Another article followed in November 2015, announcing an increase in the position to 4% of the total portfolio. The reasons for this are summarised below:

In conclusion, I expect the installed base of FP’s franking machines to keep relatively stable for an extended period of time due to the recent high renewal rate in North America and strong demand in new and existing European markets. Except from a likely decline in demand over the long term, the oligopolistic structure of the industry, a recurring revenue stream, strict regulation and support from local postal companies (e.g. discounts on automatically franked letters) provides for attractive industry characteristics. Hence, I assume that cash flow generation should keep strong after 2016. The other segments (mail services, software solutions and De-Mail) provide optionality.

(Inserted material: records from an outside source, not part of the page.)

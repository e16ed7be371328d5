/// Error handling module for Valheim Manager.
///
/// Each subsystem has its own error enum so callers can match on exactly
/// the failures an operation can produce. The crate-level [`Error`] wraps
/// all of them for code that drives the whole manager.
///
/// # Example
///
/// ```
/// use valheim_manager::error::{Error, LaunchError, Result};
///
/// fn handle_error(result: Result<()>) {
///     match result {
///         Ok(_) => println!("Operation succeeded"),
///         Err(Error::Launch(LaunchError::AlreadyRunning)) => println!("Server is already up"),
///         Err(Error::Config(e)) => println!("Fix your configuration: {}", e),
///         Err(e) => println!("Other error: {}", e),
///     }
/// }
/// ```
use std::path::PathBuf;
use std::time::Duration;
use thiserror::Error;

/// Errors returned by [`ProcessSupervisor::start`](crate::server::ProcessSupervisor::start).
#[derive(Error, Debug)]
pub enum LaunchError {
    /// The supervisor is not in the `Stopped` state.
    ///
    /// This error occurs when:
    /// - `start` is called twice without an intervening `stop`
    /// - `start` is called while a crashed server is waiting to be restarted
    #[error("Server is already running")]
    AlreadyRunning,

    /// The server process could not be created or died during its startup grace period.
    ///
    /// This error occurs when:
    /// - The executable does not exist
    /// - The executable is not permitted to run
    /// - The process exits before the grace period elapses
    #[error("Failed to spawn server process: {0}")]
    SpawnFailed(String),
}

/// Errors returned by [`ProcessSupervisor::stop`](crate::server::ProcessSupervisor::stop).
#[derive(Error, Debug)]
pub enum StopError {
    /// There is no server to stop.
    #[error("Server is not running")]
    NotRunning,

    /// The server ignored the graceful termination signal and was killed.
    ///
    /// The supervisor is already `Stopped` when this is returned.
    #[error("Server did not exit within {0:?} and was force-killed")]
    TimeoutForceKilled(Duration),
}

/// Configuration errors. Always fatal at startup.
#[derive(Error, Debug, Clone, PartialEq, Eq)]
pub enum ConfigError {
    /// A numeric field is outside its allowed range.
    #[error("{field} must be between {min} and {max}, got {value}")]
    OutOfRange {
        field: &'static str,
        value: i64,
        min: i64,
        max: i64,
    },

    /// A text field is too short or too long, or a count is not positive.
    #[error("{field} must be between {min} and {max}{unit}, got {len}", unit = length_unit(.field))]
    InvalidLength {
        field: &'static str,
        len: usize,
        min: usize,
        max: usize,
    },

    /// The configuration document could not be read or parsed.
    #[error("Failed to parse configuration: {0}")]
    Parse(String),
}

/// Counts reuse `InvalidLength` and have no unit.
fn length_unit(field: &str) -> &'static str {
    match field {
        "manager.backupFrequency" | "manager.backupRetention" => "",
        _ => " characters long",
    }
}

/// Errors produced by a backup retention cycle. Logged and skipped, never fatal.
#[derive(Error, Debug)]
pub enum BackupError {
    /// The world has no data on disk yet.
    ///
    /// This error occurs when:
    /// - The server has never fully started
    /// - The world name does not match any saved world
    #[error("World data is not available at {0}")]
    SourceUnavailable(PathBuf),

    /// Writing the archive or deleting an old one failed.
    #[error("Backup write failed at {path}: {source}")]
    WriteFailed {
        path: PathBuf,
        #[source]
        source: std::io::Error,
    },

    /// Another cycle for the same world is still running.
    #[error("A backup cycle for world '{0}' is already in progress")]
    CycleInProgress(String),
}

/// Errors that can occur in the valheim-manager library.
///
/// Wraps the subsystem errors and adds the failures of the startup
/// sequence driven by [`ValheimManager`](crate::ValheimManager).
#[derive(Error, Debug)]
pub enum Error {
    #[error(transparent)]
    Launch(#[from] LaunchError),

    #[error(transparent)]
    Stop(#[from] StopError),

    #[error(transparent)]
    Config(#[from] ConfigError),

    #[error(transparent)]
    Backup(#[from] BackupError),

    /// A dependency could not be installed.
    #[error("Failed to install package '{0}'")]
    Install(String),

    /// Port forwarding could not be set up.
    ///
    /// This error occurs when:
    /// - The router does not offer UPnP
    /// - The mapping request was refused
    #[error("Failed to open port: {0}")]
    PortMapping(String),

    #[error("I/O error: {0}")]
    Io(#[from] std::io::Error),

    /// Any other error not covered by the above categories.
    #[error("Other error: {0}")]
    Other(String),
}

/// Result type for valheim-manager operations.
pub type Result<T> = std::result::Result<T, Error>;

At the beginning of 2018 a somewhat disappointed contribution follows in which the sale of the position is announced. Ben explains why the sale took place:

From a valuation perspective a 3.5 times EBITDA multiple looks attractive. In my investment case, I assumed that required investments will go down leading to lower D&A and therefore higher EBIT over the years. Therefore, we would also see higher free cash flows and cash return to shareholders. Unfortunately, this has not been the case so far. Cost overruns and continued investment will cap EBIT at EUR 10 m in 2017. Consequently, the company is valued at ten times operating profit (For comparison, shares of competing Neopost can be bought at eight times EBIT). With EUR 4.5 m of free cash flow in 2017, FP trades at a 6% yield. As I do not see much improvement in 2018 as well, this turns out to be a high valuation for this type of company. FP is operating in a declining industry (although they are increasing their market share) and has to carry around the mail services business that might never be generating noteworthy profits in the future but requires substantial resources. I think it is time to move on and to sell the shares.